Ignoring small details such as the “supercomputer” being named as a UNIVAC 1101, which wildly obsolete by the time of this event, this story dates to 1977 — and Moore’s Law over 41 years has made computers mind-defyingly powerful since then (if it was as simple as doubling in power every 18 months, it would 241/1.5 = 169,103,740 times faster, but Wikipedia shows even greater improvements on even shorter timescales going from the Cray X-MP in 1984 to standard consumer CPUs and GPUs in 2017, a factor of 1,472,333,333 improvement at fixed cost in only 33 years).

So, how fast are computers now? Well, here’s a small script to find out:

#!python

from datetime import datetime

before = datetime.now()

q = 916748676920039158098660927585380162483106680144308622407126516427934657040867096593279205767480806790022783016354924852380335745316935111903596577547340075681688305620821016129132845564805780158806771

for x in range(0,int(3.45e6)):
	a = q**(1./23)

after = datetime.now()

print after-before

It calculates the 23rd root of that number. It times itself as it does the calculation three million four hundred and fifty thousand times, repeating the calculation just to slow it down enough to make the time reading accurate.

Let’s see what how long it takes…

MacBook-Air:python kitsune$ python 201-digit-23rd-root.py 
0:00:01.140248
MacBook-Air:python kitsune$

1.14 seconds — to do the calculation 3,450,000 times.

My MacBook Air is an old model from mid-2013, and I’m already beating by more than a factor of 150 million someone who was (despite the oddities of the famous story) in the Guinness Book of Records for her mathematical abilities.

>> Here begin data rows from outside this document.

//! Page providers - where heaps get their backing memory
//!
//! A provider hands out zeroed, page-aligned regions and takes them back.
//! The heap never frees memory any other way.

use core::ptr::NonNull;
use core::sync::atomic::{AtomicUsize, Ordering};
use std::alloc::{self, Layout};

use crate::align_up;
use crate::error::MapError;
use crate::region::Region;

/// Page size assumed where the OS cannot be asked
pub const FALLBACK_PAGE_SIZE: usize = 4096;

/// Source of zero-initialized, page-aligned memory
pub trait PageProvider: Send + Sync {
    /// Granularity of every mapping
    fn page_size(&self) -> usize;

    /// Map at least `size` bytes. The returned region length is `size` rounded
    /// up to the page size.
    fn map(&self, size: usize) -> Result<Region, MapError>;

    /// Return a region.
    ///
    /// # Safety
    /// The region must have been produced by `map` on this same provider, and
    /// no pointer into it may be used afterwards.
    unsafe fn unmap(&self, region: Region);
}

/// Round a request to whole pages, rejecting zero and overflow
pub(crate) fn page_round(size: usize, page_size: usize) -> Result<usize, MapError> {
    if size == 0 {
        return Err(MapError::ZeroSize);
    }
    size.checked_add(page_size - 1)
        .map(|_| align_up(size, page_size))
        .ok_or(MapError::Overflow(size))
}

/// Query the platform page size
pub fn system_page_size() -> usize {
    #[cfg(unix)]
    {
        // Safety: sysconf has no preconditions
        let size = unsafe { libc::sysconf(libc::_SC_PAGESIZE) };
        if size > 0 && (size as usize).is_power_of_two() {
            return size as usize;
        }
    }
    FALLBACK_PAGE_SIZE
}

/// Anonymous private mappings straight from the kernel
#[cfg(unix)]
#[derive(Debug, Clone, Copy)]
pub struct MmapProvider {
    page_size: usize,
}

#[cfg(unix)]
impl MmapProvider {
    pub fn new() -> Self {
        Self {
            page_size: system_page_size(),
        }
    }
}

#[cfg(unix)]
impl Default for MmapProvider {
    fn default() -> Self {
        Self::new()
    }
}

#[cfg(unix)]
impl PageProvider for MmapProvider {
    fn page_size(&self) -> usize {
        self.page_size
    }

    fn map(&self, size: usize) -> Result<Region, MapError> {
        let len = page_round(size, self.page_size)?;

        // Safety: anonymous mapping with no address hint
        let ptr = unsafe {
            libc::mmap(
                core::ptr::null_mut(),
                len,
                libc::PROT_READ | libc::PROT_WRITE,
                libc::MAP_PRIVATE | libc::MAP_ANONYMOUS,
                -1,
                0,
            )
        };

        if ptr == libc::MAP_FAILED {
            return Err(MapError::Os(std::io::Error::last_os_error()));
        }

        let base = NonNull::new(ptr.cast::<u8>()).ok_or(MapError::Overflow(len))?;
        log::debug!("mmap {} bytes at {:p}", len, base);

        // Safety: fresh mapping of `len` bytes owned by nobody else
        Ok(unsafe { Region::from_raw_parts(base, len) })
    }

    unsafe fn unmap(&self, region: Region) {
        log::debug!("munmap {} bytes at {:p}", region.len(), region.base());
        if libc::munmap(region.base().as_ptr().cast(), region.len()) != 0 {
            log::error!(
                "munmap of {:p} failed: {}",
                region.base(),
                std::io::Error::last_os_error()
            );
        }
    }
}

/// Page-aligned zeroed memory from the Rust global allocator
#[derive(Debug, Clone, Copy)]
pub struct SystemProvider {
    page_size: usize,
}

impl SystemProvider {
    pub fn new() -> Self {
        Self::with_page_size(system_page_size())
    }

    /// Use a custom page size (must be a power of two)
    pub fn with_page_size(page_size: usize) -> Self {
        assert!(page_size.is_power_of_two(), "page size must be a power of two");
        Self { page_size }
    }

    fn layout(&self, len: usize) -> Result<Layout, MapError> {
        Layout::from_size_align(len, self.page_size).map_err(|_| MapError::Overflow(len))
    }
}

impl Default for SystemProvider {
    fn default() -> Self {
        Self::new()
    }
}

impl PageProvider for SystemProvider {
    fn page_size(&self) -> usize {
        self.page_size
    }

    fn map(&self, size: usize) -> Result<Region, MapError> {
        let len = page_round(size, self.page_size)?;
        let layout = self.layout(len)?;

        // Safety: layout has non-zero size
        let ptr = unsafe { alloc::alloc_zeroed(layout) };
        let base = NonNull::new(ptr).ok_or_else(|| {
            MapError::Os(std::io::Error::from(std::io::ErrorKind::OutOfMemory))
        })?;

        // Safety: fresh allocation of `len` bytes owned by nobody else
        Ok(unsafe { Region::from_raw_parts(base, len) })
    }

    unsafe fn unmap(&self, region: Region) {
        match self.layout(region.len()) {
            Ok(layout) => alloc::dealloc(region.base().as_ptr(), layout),
            Err(e) => log::error!("Cannot release region at {:p}: {}", region.base(), e),
        }
    }
}

/// Provider used when none is specified
#[cfg(unix)]
pub type DefaultProvider = MmapProvider;

/// Provider used when none is specified
#[cfg(not(unix))]
pub type DefaultProvider = SystemProvider;

/// Caps the total bytes another provider may have mapped at once
///
/// Lets a heap model OS exhaustion deterministically, and reports how much
/// memory is currently held.
#[derive(Debug)]
pub struct Budgeted<P> {
    inner: P,
    budget: usize,
    mapped: AtomicUsize,
    live: AtomicUsize,
    total_maps: AtomicUsize,
}

impl<P: PageProvider> Budgeted<P> {
    pub fn new(inner: P, budget: usize) -> Self {
        Self {
            inner,
            budget,
            mapped: AtomicUsize::new(0),
            live: AtomicUsize::new(0),
            total_maps: AtomicUsize::new(0),
        }
    }

    /// Bytes currently mapped through this provider
    pub fn mapped_bytes(&self) -> usize {
        self.mapped.load(Ordering::Acquire)
    }

    /// Regions currently mapped through this provider
    pub fn live_regions(&self) -> usize {
        self.live.load(Ordering::Acquire)
    }

    /// Successful `map` calls over the provider's lifetime
    pub fn total_maps(&self) -> usize {
        self.total_maps.load(Ordering::Acquire)
    }

    /// The byte budget
    pub fn budget(&self) -> usize {
        self.budget
    }

    pub fn inner(&self) -> &P {
        &self.inner
    }
}

impl<P: PageProvider> PageProvider for Budgeted<P> {
    fn page_size(&self) -> usize {
        self.inner.page_size()
    }

    fn map(&self, size: usize) -> Result<Region, MapError> {
        let len = page_round(size, self.inner.page_size())?;

        // Reserve before mapping so concurrent callers cannot overshoot
        let reserved = self.mapped.fetch_update(Ordering::AcqRel, Ordering::Acquire, |mapped| {
            mapped.checked_add(len).filter(|&total| total <= self.budget)
        });
        if let Err(mapped) = reserved {
            return Err(MapError::BudgetExceeded {
                requested: len,
                remaining: self.budget.saturating_sub(mapped),
            });
        }

        match self.inner.map(len) {
            Ok(region) => {
                self.live.fetch_add(1, Ordering::AcqRel);
                self.total_maps.fetch_add(1, Ordering::AcqRel);
                Ok(region)
            }
            Err(e) => {
                self.mapped.fetch_sub(len, Ordering::AcqRel);
                Err(e)
            }
        }
    }

    unsafe fn unmap(&self, region: Region) {
        let len = region.len();
        self.inner.unmap(region);
        self.mapped.fetch_sub(len, Ordering::AcqRel);
        self.live.fetch_sub(1, Ordering::AcqRel);
    }
}

impl<P: PageProvider> PageProvider for std::sync::Arc<P> {
    fn page_size(&self) -> usize {
        (**self).page_size()
    }

    fn map(&self, size: usize) -> Result<Region, MapError> {
        (**self).map(size)
    }

    unsafe fn unmap(&self, region: Region) {
        (**self).unmap(region)
    }
}
//! Block metadata layout
//!
//! Every block is bracketed by two identical 16-byte records:
//!
//! ```text
//!   offset ──►┌──────────────────────┐
//!             │ size | flags   (u64) │  header
//!             │ magic (u32)          │
//!             │ parent (u32)         │
//!             ├──────────────────────┤ ◄── pointer returned to the user
//!             │                      │
//!             │      user data       │
//!             │                      │
//!             ├──────────────────────┤
//!             │ size | flags   (u64) │  footer (mirror of header)
//!             │ magic (u32)          │
//!             │ parent (u32)         │
//!   offset + size ──►└──────────────────────┘ next block's header
//! ```
//!
//! `size` counts both records. Sizes are multiples of the granularity
//! (at least 8), which leaves the low bits of the size word for flags.

use crate::region::Region;

/// Header record size
pub const HEADER_SIZE: usize = 16;

/// Footer record size
pub const FOOTER_SIZE: usize = 16;

/// Metadata bytes carried by every block
pub const BLOCK_OVERHEAD: usize = HEADER_SIZE + FOOTER_SIZE;

/// Smallest data area a split remainder must be able to hold
pub const MIN_DATA_SIZE: usize = 1;

/// Validity tag written into every header and footer.
///
/// A heuristic against stray and foreign pointers, not a security boundary.
pub const BLOCK_MAGIC: u32 = 0x7A1E_B10C;

/// Parent value for blocks that do not belong to a chunk
pub const NO_PARENT: u32 = u32::MAX;

const FLAG_FREE: u64 = 0b01;
const FLAG_FENCE: u64 = 0b10;
const FLAG_MASK: u64 = 0b111;

const MAGIC_OFFSET: usize = 8;
const PARENT_OFFSET: usize = 12;

/// Decoded header (or footer) record
#[derive(Clone, Copy, Debug, PartialEq, Eq)]
pub struct BlockHeader {
    /// Span of the block including both records
    pub size: usize,
    pub free: bool,
    /// Permanently used boundary block
    pub fence: bool,
    pub magic: u32,
    pub parent: u32,
}

impl BlockHeader {
    /// A used block owned by `parent`
    pub fn used(size: usize, parent: u32) -> Self {
        Self {
            size,
            free: false,
            fence: false,
            magic: BLOCK_MAGIC,
            parent,
        }
    }

    /// A free block owned by `parent`
    pub fn free(size: usize, parent: u32) -> Self {
        Self {
            free: true,
            ..Self::used(size, parent)
        }
    }

    /// A zero-data boundary block
    pub fn fence(parent: u32) -> Self {
        Self {
            fence: true,
            ..Self::used(BLOCK_OVERHEAD, parent)
        }
    }

    /// Decode the record at `offset`
    pub fn read(region: &Region, offset: usize) -> Self {
        let word = region.read_u64(offset);
        Self {
            size: (word & !FLAG_MASK) as usize,
            free: word & FLAG_FREE != 0,
            fence: word & FLAG_FENCE != 0,
            magic: region.read_u32(offset + MAGIC_OFFSET),
            parent: region.read_u32(offset + PARENT_OFFSET),
        }
    }

    /// Decode the footer that ends right before `offset`
    pub fn read_footer_before(region: &Region, offset: usize) -> Self {
        Self::read(region, offset - FOOTER_SIZE)
    }

    fn encode(&self, region: &Region, offset: usize) {
        debug_assert_eq!(self.size as u64 & FLAG_MASK, 0, "size carries flag bits");

        let mut word = self.size as u64;
        if self.free {
            word |= FLAG_FREE;
        }
        if self.fence {
            word |= FLAG_FENCE;
        }
        region.write_u64(offset, word);
        region.write_u32(offset + MAGIC_OFFSET, self.magic);
        region.write_u32(offset + PARENT_OFFSET, self.parent);
    }

    /// Write the header at `offset` and its mirrored footer at the block's end
    pub fn write(&self, region: &Region, offset: usize) {
        self.encode(region, offset);
        self.encode(region, footer_offset(offset, self.size));
    }

    /// Carries the expected tag for its owner
    #[inline]
    pub fn is_valid(&self, parent: u32) -> bool {
        self.magic == BLOCK_MAGIC && self.parent == parent && self.size >= BLOCK_OVERHEAD
    }

    /// Bytes available to the user
    #[inline]
    pub fn usable_size(&self) -> usize {
        self.size - BLOCK_OVERHEAD
    }
}

/// Offset of the footer for a block at `offset` spanning `size` bytes
#[inline]
pub fn footer_offset(offset: usize, size: usize) -> usize {
    offset + size - FOOTER_SIZE
}

/// Offset of the data area for a block at `offset`
#[inline]
pub fn data_offset(offset: usize) -> usize {
    offset + HEADER_SIZE
}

It gets worse, though. The next thing people often say is, paraphrased, “oh, but it’s cheating to program the numbers into the computer when the human had to read it”. Obviously the way to respond to that is to have the computer read for itself:

from sklearn import svm
from sklearn import datasets
import numpy as np
import matplotlib.pyplot as plt
import matplotlib.cm as cm

# Find out how fast it learns
from datetime import datetime
# When did we start learning?
before = datetime.now()

clf = svm.SVC(gamma=0.001, C=100.)
digits = datasets.load_digits()
size = len(digits.data)/10
clf.fit(digits.data[:-size], digits.target[:-size])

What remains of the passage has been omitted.